Keempat, penentu sukses revolusi ternyata adalah aksi heroik wanita atau emak-emak. Urusan dapur yang membuat kaum senasib bersatu. Bergerak bersama menerobos Istana membuat raja dan ratu menyerah. Klub revolusi wanita “society of revolutionary republican woman” menjadi strategis dan dihargai bahkan ditakuti. Slogan revolusi liberte, egalite, fraternite ternyata bersimbol perempuan.
Nah, siapa dan dimanapun penguasa negara tidak boleh berperilaku tiran, memberatkan rakyat dengan pajak-pajak, hidup mewah dan banyak hutang. Dan tentu saja tidak boleh menganggap enteng perempuan. Jika sudah bergerak maka sulit dihentikan.

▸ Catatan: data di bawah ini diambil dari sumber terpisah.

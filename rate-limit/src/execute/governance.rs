//! Policy update handlers.
//!
//! Every handler checks the signer against the configured authority, builds
//! the new `Params`, validates all of it and only then writes. A failed update
//! leaves the stored policy untouched.

use cosmwasm_std::{DepsMut, MessageInfo, Response};

use crate::error::ContractError;
use crate::params::{Params, RateLimitConfig};
use crate::state::{Config, CONFIG, PARAMS};

fn ensure_authority(config: &Config, info: &MessageInfo) -> Result<(), ContractError> {
    if info.sender != config.authority {
        return Err(ContractError::InvalidSigner);
    }
    Ok(())
}

/// Replace the whole policy.
pub fn execute_update_params(
    deps: DepsMut,
    info: MessageInfo,
    params: Params,
) -> Result<Response, ContractError> {
    let config = CONFIG.load(deps.storage)?;
    ensure_authority(&config, &info)?;

    params.validate(config.block_time_seconds)?;
    PARAMS.save(deps.storage, &params)?;

    Ok(Response::new()
        .add_attribute("method", "update_params")
        .add_attribute("rate_limits", params.rate_limits.len().to_string()))
}

/// Upsert one config by exact (channel_id, denom).
pub fn execute_update_rate_limit(
    deps: DepsMut,
    info: MessageInfo,
    rate_limit: RateLimitConfig,
) -> Result<Response, ContractError> {
    let config = CONFIG.load(deps.storage)?;
    ensure_authority(&config, &info)?;

    let channel_id = rate_limit.channel_id.clone();
    let denom = rate_limit.denom.clone();

    let mut params = PARAMS.may_load(deps.storage)?.unwrap_or_default();
    let replaced = params.upsert(rate_limit);
    params.validate(config.block_time_seconds)?;
    PARAMS.save(deps.storage, &params)?;

    Ok(Response::new()
        .add_attribute("method", "update_rate_limit")
        .add_attribute("channel_id", channel_id)
        .add_attribute("denom", denom)
        .add_attribute("replaced", replaced.to_string()))
}

/// Remove the config keyed by exact (channel_id, denom).
pub fn execute_remove_rate_limit(
    deps: DepsMut,
    info: MessageInfo,
    channel_id: String,
    denom: String,
) -> Result<Response, ContractError> {
    let config = CONFIG.load(deps.storage)?;
    ensure_authority(&config, &info)?;

    let mut params = PARAMS.may_load(deps.storage)?.unwrap_or_default();
    if params.remove(&channel_id, &denom).is_none() {
        return Err(ContractError::RateLimitNotFound { channel_id, denom });
    }
    PARAMS.save(deps.storage, &params)?;

    Ok(Response::new()
        .add_attribute("method", "remove_rate_limit")
        .add_attribute("channel_id", channel_id)
        .add_attribute("denom", denom))
}
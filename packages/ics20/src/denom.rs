//! Denom trace helpers.
//!
//! A token whose canonical chain is elsewhere is held locally under
//! `ibc/{SHA256(full_trace)}` where `full_trace` is `port/channel/.../base`.
//! Native tokens keep their base denom.

use sha2::{Digest, Sha256};

/// Prefix of hashed IBC denoms
pub const IBC_DENOM_PREFIX: &str = "ibc";

/// Compute `ibc/{HEX}` for a full denom trace.
pub fn ibc_denom(full_trace: &str) -> String {
    let hash = Sha256::digest(full_trace.as_bytes());
    format!("{}/{}", IBC_DENOM_PREFIX, hex::encode_upper(hash))
}

/// Trace prefix added by a hop: `port/channel/`
pub fn trace_prefix(port_id: &str, channel_id: &str) -> String {
    format!("{}/{}/", port_id, channel_id)
}

/// True when the denom was previously prefixed by the given source
/// port/channel, i.e. the token is travelling back towards its origin.
pub fn receiver_chain_is_source(source_port: &str, source_channel: &str, denom: &str) -> bool {
    denom.starts_with(&trace_prefix(source_port, source_channel))
}

/// Channel identifiers assigned by the transport: `channel-{u64}`.
fn is_channel_id(segment: &str) -> bool {
    segment
        .strip_prefix("channel-")
        .map(|n| !n.is_empty() && n.parse::<u64>().is_ok())
        .unwrap_or(false)
}

/// A denom split into its hop path and base denom.
///
/// Hops are recognised as `port/channel-N` pairs from the left; the rest is
/// the base denom, which may itself contain `/` (e.g. `gamm/pool/1`).
#[derive(Clone, Debug, PartialEq, Eq)]
pub struct DenomTrace {
    pub path: String,
    pub base_denom: String,
}

impl DenomTrace {
    pub fn parse(full_denom: &str) -> Self {
        let segments: Vec<&str> = full_denom.split('/').collect();
        let length = segments.len();

        let mut path: Vec<&str> = Vec::new();
        let mut i = 0;
        while length > 2 && i + 1 < length && is_channel_id(segments[i + 1]) {
            path.push(segments[i]);
            path.push(segments[i + 1]);
            i += 2;
        }

        DenomTrace {
            path: path.join("/"),
            base_denom: segments[i..].join("/"),
        }
    }

    pub fn has_path(&self) -> bool {
        !self.path.is_empty()
    }

    pub fn full_path(&self) -> String {
        if self.has_path() {
            format!("{}/{}", self.path, self.base_denom)
        } else {
            self.base_denom.clone()
        }
    }

    /// Local denom: the base denom for native tokens, the hashed form otherwise.
    pub fn ibc_denom(&self) -> String {
        if self.has_path() {
            ibc_denom(&self.full_path())
        } else {
            self.base_denom.clone()
        }
    }
}

/// Local denom of a token arriving on `dest_port/dest_channel` from
/// `source_port/source_channel`.
///
/// When this chain is the token's source the sender's hop prefix is stripped;
/// otherwise the receiving hop is prepended. Any remaining path is reduced to
/// its hashed form.
pub fn recv_local_denom(
    source_port: &str,
    source_channel: &str,
    dest_port: &str,
    dest_channel: &str,
    denom: &str,
) -> String {
    if receiver_chain_is_source(source_port, source_channel, denom) {
        let unprefixed = &denom[trace_prefix(source_port, source_channel).len()..];
        DenomTrace::parse(unprefixed).ibc_denom()
    } else {
        let prefixed = format!("{}{}", trace_prefix(dest_port, dest_channel), denom);
        DenomTrace::parse(&prefixed).ibc_denom()
    }
}

/// Local denom of a token leaving through `source_port/source_channel`.
///
/// The packet carries the full trace. A voucher being redeemed towards its
/// origin still sits in local balances under the hash of that full trace,
/// as does any other voucher; native tokens keep their base denom.
pub fn send_local_denom(denom: &str) -> String {
    DenomTrace::parse(denom).ibc_denom()
}

#[cfg(test)]
mod tests {
    use super::*;

    const ATOM_ON_OSMOSIS: &str =
        "ibc/27394FB092D2ECCD56123C74F36E4C1F926001CEADA9CA97EA622B25F41E5EB2";

    #[test]
    fn test_ibc_denom_matches_known_hash() {
        assert_eq!(ibc_denom("transfer/channel-0/uatom"), ATOM_ON_OSMOSIS);
    }

    #[test]
    fn test_parse_trace() {
        let trace = DenomTrace::parse("transfer/channel-0/uatom");
        assert_eq!(trace.path, "transfer/channel-0");
        assert_eq!(trace.base_denom, "uatom");

        let multi = DenomTrace::parse("transfer/channel-1/transfer/channel-0/uatom");
        assert_eq!(multi.path, "transfer/channel-1/transfer/channel-0");
        assert_eq!(multi.base_denom, "uatom");

        let native = DenomTrace::parse("uosmo");
        assert!(!native.has_path());
        assert_eq!(native.ibc_denom(), "uosmo");

        // Slashes in a native base denom are not a hop path
        let pool = DenomTrace::parse("gamm/pool/1");
        assert!(!pool.has_path());
        assert_eq!(pool.ibc_denom(), "gamm/pool/1");

        let nested = DenomTrace::parse("transfer/channel-3/gamm/pool/1");
        assert_eq!(nested.path, "transfer/channel-3");
        assert_eq!(nested.base_denom, "gamm/pool/1");
    }

    #[test]
    fn test_receiver_chain_is_source() {
        assert!(receiver_chain_is_source("transfer", "channel-0", "transfer/channel-0/uosmo"));
        assert!(!receiver_chain_is_source("transfer", "channel-0", "transfer/channel-01/uosmo"));
        assert!(!receiver_chain_is_source("transfer", "channel-0", "uatom"));
    }

    #[test]
    fn test_recv_local_denom_sink() {
        // uatom sent from the hub over its channel-141 arrives on our channel-0
        let local = recv_local_denom("transfer", "channel-141", "transfer", "channel-0", "uatom");
        assert_eq!(local, ATOM_ON_OSMOSIS);
    }

    #[test]
    fn test_recv_local_denom_source() {
        // Our native uosmo returning home
        let local = recv_local_denom(
            "transfer",
            "channel-141",
            "transfer",
            "channel-0",
            "transfer/channel-141/uosmo",
        );
        assert_eq!(local, "uosmo");

        // A third-chain voucher returning over the same hop keeps its hash form
        let local = recv_local_denom(
            "transfer",
            "channel-141",
            "transfer",
            "channel-0",
            "transfer/channel-141/transfer/channel-0/uatom",
        );
        assert_eq!(local, ATOM_ON_OSMOSIS);
    }

    #[test]
    fn test_send_local_denom() {
        assert_eq!(send_local_denom("uosmo"), "uosmo");
        assert_eq!(send_local_denom("transfer/channel-0/uatom"), ATOM_ON_OSMOSIS);
    }
}
//! Error types for the IBC rate limit middleware

use cosmwasm_std::{OverflowError, StdError};
use thiserror::Error;

/// Tag prefixed to every error acknowledgement produced by the middleware
pub const MODULE_TAG: &str = "ibc-rate-limit";

#[derive(Error, Debug, PartialEq)]
pub enum ContractError {
    #[error("{0}")]
    Std(#[from] StdError),

    #[error("{0}")]
    Overflow(#[from] OverflowError),

    // ========================================================================
    // Admission
    // ========================================================================

    /// The only admission failure; which sub-limit fired is not reported.
    #[error("rate limit exceeded")]
    RateLimitExceeded,

    // ========================================================================
    // Governance
    // ========================================================================

    #[error("invalid signer: only the authority can update rate limits")]
    InvalidSigner,

    #[error("invalid params: {reason}")]
    InvalidParams { reason: String },

    #[error("rate limit not found for channel {channel_id:?} denom {denom:?}")]
    RateLimitNotFound { channel_id: String, denom: String },

    // ========================================================================
    // Codec
    // ========================================================================

    #[error("invalid timeframe")]
    InvalidTimeframe,

    #[error("invalid key component")]
    InvalidKeyComponent,

    #[error("decode error: {reason}")]
    Decode { reason: String },
}

impl ContractError {
    /// Reason string carried by an error acknowledgement.
    pub fn ack_reason(&self) -> String {
        format!("{}: {}", MODULE_TAG, self)
    }
}
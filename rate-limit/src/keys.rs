//! Key codec for the windowed counter families.
//!
//! # Byte Layout
//! `prefix | component 0x00 | component 0x00 | ...`
//!
//! - `prefix` is one byte per family and per record kind (counter or window)
//! - every component is followed by the separator `0x00`, which may not occur
//!   inside a component
//! - timeframes are rendered as two textual integers: the unit code, then the
//!   configured count
//!
//! The legacy flow family carries no timeframe suffix so that values written
//! before multi-timeframe support stay readable.

use crate::error::ContractError;
use crate::state::{AddressTransferData, ChannelFlow, CounterValue, UniqueSenders};
use crate::timeframe::Timeframe;

/// Separator written after every key component
pub const KEY_SEPARATOR: u8 = 0x00;

/// Counter families. Each owns two one-byte prefixes: counter and window.
#[derive(Clone, Copy, Debug, PartialEq, Eq)]
pub enum Family {
    ChannelFlow,
    UniqueSenders,
    AddressTransfers,
    LegacyChannelFlow,
}

impl Family {
    pub const fn counter_prefix(&self) -> u8 {
        match self {
            Family::ChannelFlow => 0x01,
            Family::UniqueSenders => 0x03,
            Family::AddressTransfers => 0x05,
            Family::LegacyChannelFlow => 0x07,
        }
    }

    pub const fn window_prefix(&self) -> u8 {
        match self {
            Family::ChannelFlow => 0x02,
            Family::UniqueSenders => 0x04,
            Family::AddressTransfers => 0x06,
            Family::LegacyChannelFlow => 0x08,
        }
    }
}

/// Reject components that would break injectivity.
pub fn validate_component(component: &str) -> Result<(), ContractError> {
    if component.as_bytes().contains(&KEY_SEPARATOR) {
        return Err(ContractError::InvalidKeyComponent);
    }
    Ok(())
}

/// Incremental key writer.
pub struct KeyBuilder {
    bytes: Vec<u8>,
}

impl KeyBuilder {
    pub fn new(prefix: u8) -> Self {
        KeyBuilder { bytes: vec![prefix] }
    }

    pub fn push(mut self, component: &str) -> Result<Self, ContractError> {
        validate_component(component)?;
        self.bytes.extend_from_slice(component.as_bytes());
        self.bytes.push(KEY_SEPARATOR);
        Ok(self)
    }

    pub fn push_timeframe(self, timeframe: &Timeframe) -> Result<Self, ContractError> {
        self.push(&timeframe.timeframe_type.code().to_string())?
            .push(&timeframe.duration.to_string())
    }

    pub fn finish(self) -> Vec<u8> {
        self.bytes
    }
}

/// A typed key tuple of one counter family. The key type selects both the
/// family prefixes and the stored value type.
pub trait CounterKey {
    const FAMILY: Family;

    type Value: CounterValue;

    /// Write the components in their fixed order after `prefix`.
    fn encode(&self, prefix: u8) -> Result<Vec<u8>, ContractError>;

    fn counter_key(&self) -> Result<Vec<u8>, ContractError> {
        self.encode(Self::FAMILY.counter_prefix())
    }

    fn window_key(&self) -> Result<Vec<u8>, ContractError> {
        self.encode(Self::FAMILY.window_prefix())
    }
}

/// (channel, denom, timeframe)
#[derive(Clone, Copy, Debug, PartialEq, Eq)]
pub struct FlowKey<'a> {
    pub channel_id: &'a str,
    pub denom: &'a str,
    pub timeframe: Timeframe,
}

impl CounterKey for FlowKey<'_> {
    const FAMILY: Family = Family::ChannelFlow;
    type Value = ChannelFlow;

    fn encode(&self, prefix: u8) -> Result<Vec<u8>, ContractError> {
        Ok(KeyBuilder::new(prefix)
            .push(self.channel_id)?
            .push(self.denom)?
            .push_timeframe(&self.timeframe)?
            .finish())
    }
}

/// (channel, timeframe)
#[derive(Clone, Copy, Debug, PartialEq, Eq)]
pub struct SendersKey<'a> {
    pub channel_id: &'a str,
    pub timeframe: Timeframe,
}

impl CounterKey for SendersKey<'_> {
    const FAMILY: Family = Family::UniqueSenders;
    type Value = UniqueSenders;

    fn encode(&self, prefix: u8) -> Result<Vec<u8>, ContractError> {
        Ok(KeyBuilder::new(prefix)
            .push(self.channel_id)?
            .push_timeframe(&self.timeframe)?
            .finish())
    }
}

/// (address, channel, denom, timeframe)
#[derive(Clone, Copy, Debug, PartialEq, Eq)]
pub struct AddressKey<'a> {
    pub address: &'a str,
    pub channel_id: &'a str,
    pub denom: &'a str,
    pub timeframe: Timeframe,
}

impl CounterKey for AddressKey<'_> {
    const FAMILY: Family = Family::AddressTransfers;
    type Value = AddressTransferData;

    fn encode(&self, prefix: u8) -> Result<Vec<u8>, ContractError> {
        Ok(KeyBuilder::new(prefix)
            .push(self.address)?
            .push(self.channel_id)?
            .push(self.denom)?
            .push_timeframe(&self.timeframe)?
            .finish())
    }
}

/// (channel, denom), no timeframe suffix
#[derive(Clone, Copy, Debug, PartialEq, Eq)]
pub struct LegacyFlowKey<'a> {
    pub channel_id: &'a str,
    pub denom: &'a str,
}

impl CounterKey for LegacyFlowKey<'_> {
    const FAMILY: Family = Family::LegacyChannelFlow;
    type Value = ChannelFlow;

    fn encode(&self, prefix: u8) -> Result<Vec<u8>, ContractError> {
        Ok(KeyBuilder::new(prefix)
            .push(self.channel_id)?
            .push(self.denom)?
            .finish())
    }
}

Absolutisme yang dibangun Louis XIV dengan menyatakan negara adalah aku–l’etat c’est moi menyebabkan kemerosotan terus hingga Louis XV “le bien aime” (yang dicintai) justru dibenci rakyat, kurang moral dan gagal memperbaiki Prancis.
Puncak defisit negara ada pada Louis XVI hingga rakyat memutuskan untuk melakukan revolusi. Revolusi rakyat dimulai dengan “etats generaux1789” dan sukses setelah emak-emak bergerak menuju Versailles “le bon papa”. Inilah gerakan emak-emak penentu revolusi.
Louis XVI “bon papa” dan Marie Antoinette “madame deficit” dihukum mati.